The subversion collective is aware of me now. Well, more to the point, I am aware of them. I have been blindly following the church of CheckOut-Edit-CheckIn, and did not realize that there's a whole other religion called Edit-Merge-Commit. Having been introduced to and devoured Eric Sink's Source Control How To, I now realize that there are new horizons to pursue. That being said, I've spent my entire life, as it were, suckling from sourcesafe. Now, as I'm about to embark on adding another developer to our team of me, I find myself at a crossroads. Do I take the familiar fork, or is now the time to journey down the road of the unknown.
Subversion is probably the best long term solution, but I have decided to give SS 2005 a try. Yes, I have found subversion forums and blogs blasting sourcesafe and describing various ways it should be put to death.

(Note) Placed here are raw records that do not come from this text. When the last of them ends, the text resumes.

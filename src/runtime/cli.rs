//! Generated-binary argument grammar:
//! `key=value` pairs plus `-include <file>` for recursively loading
//! parameter files. This is deliberately hand-rolled rather than built on
//! `clap` (the compiler driver's own CLI, in [`crate::main`], does use
//! `clap`): `clap`'s flags are declared statically at compile time, but
//! here every key is a model variable name unknown until a model is
//! loaded, so the grammar has to be parsed by hand.

use std::collections::BTreeMap;
use std::fs;
use std::path::Path;

#[derive(Debug, Clone, PartialEq, Eq, thiserror::Error)]
pub enum CliParseError {
    #[error("-include requires a file path argument")]
    MissingIncludePath,
    #[error("failed to read parameter file {0}: {1}")]
    IncludeReadFailed(String, String),
    #[error("argument {0:?} is neither key=value nor -include")]
    Malformed(String),
}

/// Parsed `key=value` overrides, later entries winning over earlier ones.
#[derive(Debug, Clone, Default, PartialEq, Eq)]
pub struct ParamOverrides {
    pub values: BTreeMap<String, String>,
}

impl ParamOverrides {
    pub fn get(&self, key: &str) -> Option<&str> {
        self.values.get(key).map(String::as_str)
    }
}

/// Parse `argv` (excluding argv[0]) into [`ParamOverrides`], recursively
/// expanding `-include <file>` into the key=value lines the file
/// contains. A later assignment of the same key — whether from
/// a later argv entry or a later line in an included file — wins.
pub fn parse_args(argv: &[String]) -> Result<ParamOverrides, CliParseError> {
    let mut overrides = ParamOverrides::default();
    let mut i = 0;
    while i < argv.len() {
        let arg = &argv[i];
        if arg == "-include" {
            let path = argv.get(i + 1).ok_or(CliParseError::MissingIncludePath)?;
            apply_include(path, &mut overrides)?;
            i += 2;
        } else if let Some((key, value)) = arg.split_once('=') {
            overrides.values.insert(key.to_string(), value.to_string());
            i += 1;
        } else {
            return Err(CliParseError::Malformed(arg.clone()));
        }
    }
    Ok(overrides)
}

fn apply_include(path: &str, overrides: &mut ParamOverrides) -> Result<(), CliParseError> {
    let text = fs::read_to_string(Path::new(path))
        .map_err(|e| CliParseError::IncludeReadFailed(path.to_string(), e.to_string()))?;
    for line in text.lines() {
        let line = line.trim();
        if line.is_empty() || line.starts_with('#') {
            continue;
        }
        if let Some(rest) = line.strip_prefix("-include ") {
            apply_include(rest.trim(), overrides)?;
        } else if let Some((key, value)) = line.split_once('=') {
            overrides.values.insert(key.to_string(), value.to_string());
        }
    }
    Ok(())
}

/// Exit code convention for the generated binary's `main`:
/// `0` on normal completion, `1` on a [`crate::error::RuntimeError`]
/// printed to stderr as `Exception: <message>`.
pub fn report_and_exit_code(result: Result<(), crate::error::RuntimeError>) -> i32 {
    match result {
        Ok(()) => 0,
        Err(e) => {
            eprintln!("Exception: {e}");
            1
        }
    }
}

#[cfg(test)]
mod tests {
    use super::*;

    #[test]
    fn parses_plain_key_value_pairs() {
        let argv = vec!["a=1".to_string(), "b=2".to_string()];
        let overrides = parse_args(&argv).unwrap();
        assert_eq!(overrides.get("a"), Some("1"));
        assert_eq!(overrides.get("b"), Some("2"));
    }

    #[test]
    fn later_assignment_of_the_same_key_wins() {
        let argv = vec!["a=1".to_string(), "a=2".to_string()];
        let overrides = parse_args(&argv).unwrap();
        assert_eq!(overrides.get("a"), Some("2"));
    }

    #[test]
    fn include_loads_key_value_lines_from_a_file() {
        let dir = tempfile::tempdir().unwrap();
        let path = dir.path().join("params.txt");
        std::fs::write(&path, "x=10\ny=20\n").unwrap();
        let argv = vec!["-include".to_string(), path.to_string_lossy().to_string(), "x=99".to_string()];
        let overrides = parse_args(&argv).unwrap();
        assert_eq!(overrides.get("x"), Some("99"));
        assert_eq!(overrides.get("y"), Some("20"));
    }

    #[test]
    fn missing_include_path_is_an_error() {
        let argv = vec!["-include".to_string()];
        assert!(matches!(parse_args(&argv), Err(CliParseError::MissingIncludePath)));
    }

    #[test]
    fn malformed_argument_is_rejected() {
        let argv = vec!["notkeyvalue".to_string()];
        assert!(matches!(parse_args(&argv), Err(CliParseError::Malformed(_))));
    }

    #[test]
    fn exit_code_reflects_runtime_error() {
        assert_eq!(report_and_exit_code(Ok(())), 0);
        assert_eq!(report_and_exit_code(Err(crate::error::RuntimeError::ArithmeticTrap)), 1);
    }
}
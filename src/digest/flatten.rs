//! Stage 7: flatten multiconditional equations.
//!
//! Once references resolve, duplicate conditional arms on the same
//! variable (identical `condition` text from, e.g., an overridden
//! sub-part merging its parent's equations back in) are collapsed to one
//! arm, keeping the first declaration.

use crate::ast::Model;
use crate::error::DigestError;

pub fn run(model: &mut Model) -> Result<(), Vec<DigestError>> {
    for part in &mut model.parts {
        for var in &mut part.variables {
            let mut seen = std::collections::HashSet::new();
            var.equations.retain(|eq| seen.insert(eq.condition.clone()));
        }
    }
    Ok(())
}

#[cfg(test)]
mod tests {
    use super::*;
    use crate::ast::{Equation, EquationSet, Variable};

    #[test]
    fn collapses_duplicate_condition_arms() {
        let mut set = EquationSet::new("Leaky");
        let mut v = Variable::new("x");
        v.equations.push(Equation::conditional("$init", "0"));
        v.equations.push(Equation::conditional("$init", "1"));
        set.variables.push(v);
        let mut model = Model::new(set);

        run(&mut model).unwrap();
        assert_eq!(model.part(model.root).variables[0].equations.len(), 1);
    }
}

However, I have also found forums and blogs with folks for whom sourcesafe meets their needs and they are just fine with it (if not praising it). With a team of 2, I'm not worried about working on the same things at the same time, and if it should so happen, we will just coordinate and wait for a needed file or files to be checked in. Not a big deal. No merging, no branching and I already own a copy of SS 2005 (purchased before I knew about the free/open source solutions available). We also have a couple people who make copy changes periodically and are not developers. So there won't be the need to explain a new system or methodology to them.
That being said, I am now aware of this alternate religion. The subversion borg may be powerful, and joining the collective compelling. However, I feel that I work best with my individuality intact. Surely I've proven that to you by now? I will keep an open mind going forward however. In the meantime, I've got work to do, so I will get SS working, share the code that only I have locally, and then we will move on with our lives in the short term.